Question is: is it enough?

 

You also imply that he is in control of this relationship; that he makes all the decisions concerning what happens between the two of you. *Control* is mearly an illusion; unless you have made the conscious decision to let go of it and allow someone else to manipulate you. Truth is...YOU are in control of where this relationship/friendship goes. It's YOUR life, so take some responsibility for it.

 

There is contradiction when you say "When I'm with him I'm happy," then admit you feel rejected, pathetic and desperate. That he is selfish and slightly put off by your son. Are these the qualities that attract you to him? How did your self-esteem ever get so low that you would ever consider staying in a situation like this?...Especially if you say there are other men who are interested in pursuing you? Why are you seeking a committed relationship, and what void are you trying to fill? What, *exactly* is it about this man that you think you *love* so damn much?

 

It seems, by your post, that you already know the answers. I think you are just looking for some affirmation. You don't need permission...listen to your intuitions. Imagine what advice you would give someone else in this situation--And Listen To It.

 

No more "Ms. Nice Chick!" Be your OWN best friend, and the rest will fall into place...
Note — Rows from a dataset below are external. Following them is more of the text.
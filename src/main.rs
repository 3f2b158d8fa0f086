//! taskhub - HTTP Server Entry Point
//!
//! Starts the HTTP server that exposes the task-tracking API.

use taskhub::{api, config::Config};
use tracing::info;
use tracing_subscriber::{layer::SubscriberExt, util::SubscriberInitExt};

#[tokio::main]
async fn main() -> anyhow::Result<()> {
    // Initialize logging
    tracing_subscriber::registry()
        .with(
            tracing_subscriber::EnvFilter::try_from_default_env()
                .unwrap_or_else(|_| "taskhub=debug,tower_http=debug".into()),
        )
        .with(tracing_subscriber::fmt::layer())
        .init();

    // Load configuration
    let config = Config::from_env()?;
    info!("Starting task service on {}:{}", config.host, config.port);

    api::serve(config).await?;

    Ok(())
}
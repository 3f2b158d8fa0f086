//! HTTP API for the task service.
//!
//! ## Endpoints
//!
//! - `GET /health` - Health check
//! - `POST /tasks` - Create a task
//! - `GET /tasks` - List tasks (pagination + status filter)
//! - `GET /tasks/{id}` - Fetch a task
//! - `PUT /tasks/{id}` - Partially update a task
//! - `DELETE /tasks/{id}` - Delete a task

mod routes;
pub mod tasks;
pub mod types;

pub use routes::{build_router, serve, AppState};
pub use types::ApiError;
I have been with the same guy on and off for almost 9 months and I know I love him. I have a 15 month old son that he is slightly put off by, but it hasnt been a problem that he cant deal with. We recently took him camping with us for five days and that went quite well. At this time he is my "ex", but we've broken up a couple of times before and everything stayed the same, both of us agreeing not to see or be with other people. This time it has somehow changed but it seems that he is going through a rough time within himself, (he is a manic-depressive), and this mental illness can effect our feelings, perspectives, and moods when the disease is in control. To me though it seems like I'm getting severley screwed around because he has made all these decisions concerning our relationship, and it all is very selfish on his part. He tells me he loves me, but dosent want to be in a relationship right now, and wont even see me or spend time with me because he is and always has been extremely physically attracted to me, and he dosent want to do anything to make me think that we're back together. He says that he dosent trust me, but I've never done anything to betray him. I believe that it is an excuse, but I cant think of a reason that we shouldnt be together. He calls me at least once a day, and if he hears that any other guy was even talking to me he gets very jealous. He creates all these ridiculous stories in his head with me being intimate with other men. It feels like he just really enjoys the attention that he's recieving from me, and that rejecting me makes him feel better about himself. I starting to feel pathetic and desperate, although I am a very attractive woman and I have had many offers from different men, claiming that they could treat me way better. I just dont want to be with anyone else. When I'm with him I'm happy and I feel like I could easily spend the rest of my life with him. Sorry, now I'm just rambling on, but if anyone actually had the patience and attention span to read to this point I just want to say thankyou, and please, I'm awaiting any advice that anyone might have. I need to do something to help myself now, no more mrs. nice chick!!!